The U.S. economy added 200,000 jobs in December, topping forecasts, and the jobless rate fell to 8.5 percent, a near three-year low. The data followed strong employment reports on Thursday, and recent bullish readings on housing and manufacturing.

Markets have been moving pretty solidly, so there could be some profit-taking and selling on the payroll news, while (the) Hungary (downgrade) adds some uncertainty to the mix, said Randy Frederick, director of trading and derivatives for Charles Schwab in Austin, Texas.

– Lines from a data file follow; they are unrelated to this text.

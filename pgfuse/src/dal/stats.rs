//! Catalog introspection and aggregate counters.

use crate::error::FsResult;
use sqlx::postgres::types::Oid;
use sqlx::postgres::PgConnection;
use std::path::PathBuf;
use tracing::warn;

/// Relations whose storage location matters for free-space reporting.
const PGFUSE_RELATIONS: &str =
    "('dir', 'data', 'dir_parent_id_idx', 'data_dir_id_idx', 'data_block_no_idx')";

/// On-disk directories of the tablespaces hosting the PgFuse relations.
///
/// OID 0 stands for the database's default tablespace and resolves to
/// `<data_directory>/base`. Locations that cannot be resolved (usually a
/// permission problem) are skipped with a warning; `statfs` degrades to
/// whatever remains.
pub async fn get_tablespace_locations(conn: &mut PgConnection) -> FsResult<Vec<PathBuf>> {
    let sql = format!(
        "SELECT DISTINCT reltablespace FROM pg_catalog.pg_class WHERE relname IN {PGFUSE_RELATIONS}"
    );
    let oids: Vec<Oid> = sqlx::query_scalar(&sql).fetch_all(&mut *conn).await?;

    let mut locations = Vec::with_capacity(oids.len());
    for oid in oids {
        let location = if oid.0 == 0 {
            default_tablespace_location(conn).await
        } else {
            tablespace_location(conn, oid).await
        };
        match location {
            Some(path) => locations.push(path),
            None => warn!(oid = oid.0, "could not resolve tablespace location"),
        }
    }
    Ok(locations)
}

async fn default_tablespace_location(conn: &mut PgConnection) -> Option<PathBuf> {
    let data_directory: Result<String, _> =
        sqlx::query_scalar("SELECT current_setting('data_directory')")
            .fetch_one(&mut *conn)
            .await;
    match data_directory {
        Ok(dir) => Some(PathBuf::from(dir).join("base")),
        Err(err) => {
            warn!(error = %err, "data_directory is not readable");
            None
        }
    }
}

async fn tablespace_location(conn: &mut PgConnection, oid: Oid) -> Option<PathBuf> {
    let location: Result<String, _> = sqlx::query_scalar("SELECT pg_tablespace_location($1)")
        .bind(oid)
        .fetch_one(&mut *conn)
        .await;
    match location {
        // Built-in tablespaces report an empty location; they live in the
        // data directory.
        Ok(path) if path.is_empty() => default_tablespace_location(conn).await,
        Ok(path) => Some(PathBuf::from(path)),
        Err(err) => {
            warn!(oid = oid.0, error = %err, "pg_tablespace_location failed");
            None
        }
    }
}

/// Number of content blocks stored in the filesystem.
pub async fn get_fs_blocks_used(conn: &mut PgConnection) -> FsResult<i64> {
    let count: i64 = sqlx::query_scalar("SELECT count(*) FROM data")
        .fetch_one(&mut *conn)
        .await?;
    Ok(count)
}

/// Number of inodes stored in the filesystem.
pub async fn get_fs_files_used(conn: &mut PgConnection) -> FsResult<i64> {
    let count: i64 = sqlx::query_scalar("SELECT count(*) FROM dir")
        .fetch_one(&mut *conn)
        .await?;
    Ok(count)
}

/// The block size recorded at schema initialization.
///
/// Read from the sentinel block of the root inode; `None` means the schema
/// has not been loaded into this database.
pub async fn get_block_size(conn: &mut PgConnection) -> FsResult<Option<i64>> {
    let size: Option<i32> = sqlx::query_scalar(
        "SELECT octet_length(data) FROM data WHERE dir_id = 0 AND block_no = 0",
    )
    .fetch_optional(&mut *conn)
    .await?;
    Ok(size.map(i64::from))
}
//! PgFuse - a FUSE filesystem stored in PostgreSQL
//!
//! The whole persistent state of the filesystem - directory tree, file
//! content, symbolic links and POSIX metadata - lives in two relations of a
//! PostgreSQL database. Every filesystem request coming in through the FUSE
//! bridge is translated into one database transaction.
//!
//! # Architecture
//!
//! - [`dal`]: typed operations over the schema (metadata, directory
//!   listings, block reads/writes, truncation, rename, introspection).
//! - [`pool`]: fixed-capacity pool of database sessions.
//! - [`envelope`]: the acquire/begin/commit/release scaffold wrapped around
//!   every filesystem operation.
//! - [`fs`]: the FUSE operation handlers and mount helpers.
//! - [`statfs`]: free-space reporting against the tablespaces backing the
//!   PgFuse tables.
//! - [`schema`]: embedded schema and the database checks run before a mount
//!   is allowed to proceed.
//!
//! # Example
//!
//! ```ignore
//! use pgfuse::config::PgFuseConfig;
//! use pgfuse::fs::{mount, PgFuseFs};
//! use pgfuse::pool::ConnectionPool;
//!
//! let config = PgFuseConfig::new("postgres://localhost/fs", "/mnt/pg");
//! let pool = ConnectionPool::new(&config.conninfo, config.pool_capacity());
//! let handle = mount(PgFuseFs::new(config.clone(), pool), &config).await?;
//! handle.await?;
//! ```

pub mod config;
pub mod dal;
pub mod envelope;
pub mod error;
pub mod fs;
pub mod logging;
pub mod pool;
pub mod schema;
pub mod statfs;

/// Version of the PgFuse library and CLI.
///
/// This is synchronized across all components in the workspace.
pub const VERSION: &str = env!("CARGO_PKG_VERSION");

Frederick described the day's movement as a yawn after the gains we've seen, not a selloff, which is a sign of how the payroll report was better than most people were expecting.

The Dow Jones industrial average <.DJI> was down 19.34 points, or 0.16 percent, at 12,396.36. The Standard & Poor's 500 Index <.SPX> was up 0.20 points, or 0.02 percent, at 1,281.26. The Nasdaq Composite Index <.IXIC> added 11.16 points, or 0.42 percent, at 2,681.02.

Equities have risen lately, with improved domestic data contributing to gains of more than 1 percent in the major indexes this week.

At the same time, volatility has increased as sentiment shifted between the improving U.S. economy and fears that Europe's debt crisis would spill over to the global economy.

Fitch cut Hungary's credit rating to junk, underscoring doubts about the government's willingness to change its controversial policies in return for aid to stave off a financial crisis.

The euro, which has been closely correlated with global equities, fell to a fresh 16-month low against the dollar.

For the week, the Dow is up 1.2 percent, while the S&P has risen 1.5 percent and the Nasdaq has gained 2.4 percent. Most of the gains came fromcyclical sectors tied to growth, including financials and energy.

Those were among the weakest on Friday, with Bank of America Corp off 0.5 percent to $6.29.

Goldman Sachs Group Inc fell 0.8 percent to $93.83 after JPMorgan cut its stock target and Bernstein forecast a challenging year for the investment banking giant.

The Nasdaq was helped by strength in large-cap Internet stocks. Netflix Inc gained 6.8 percent to $84.73 while Amazon.com Inc added 3.7 percent to $184.24.

Alcoa Inc fell 2 percent at $9.17 after the largest U.S. aluminum producer said it will cut global smelting capacity amid a steep drop in metal prices.

Sprint Nextel Corp rose 1.3 percent to $2.27 a day after the company's chief executive reported strong sales of iPhones in the fourth quarter.

The number of advancing and declining stocks was about equal on the New York Stock exchange, while slightly more stocks fell than rose on the Nasdaq.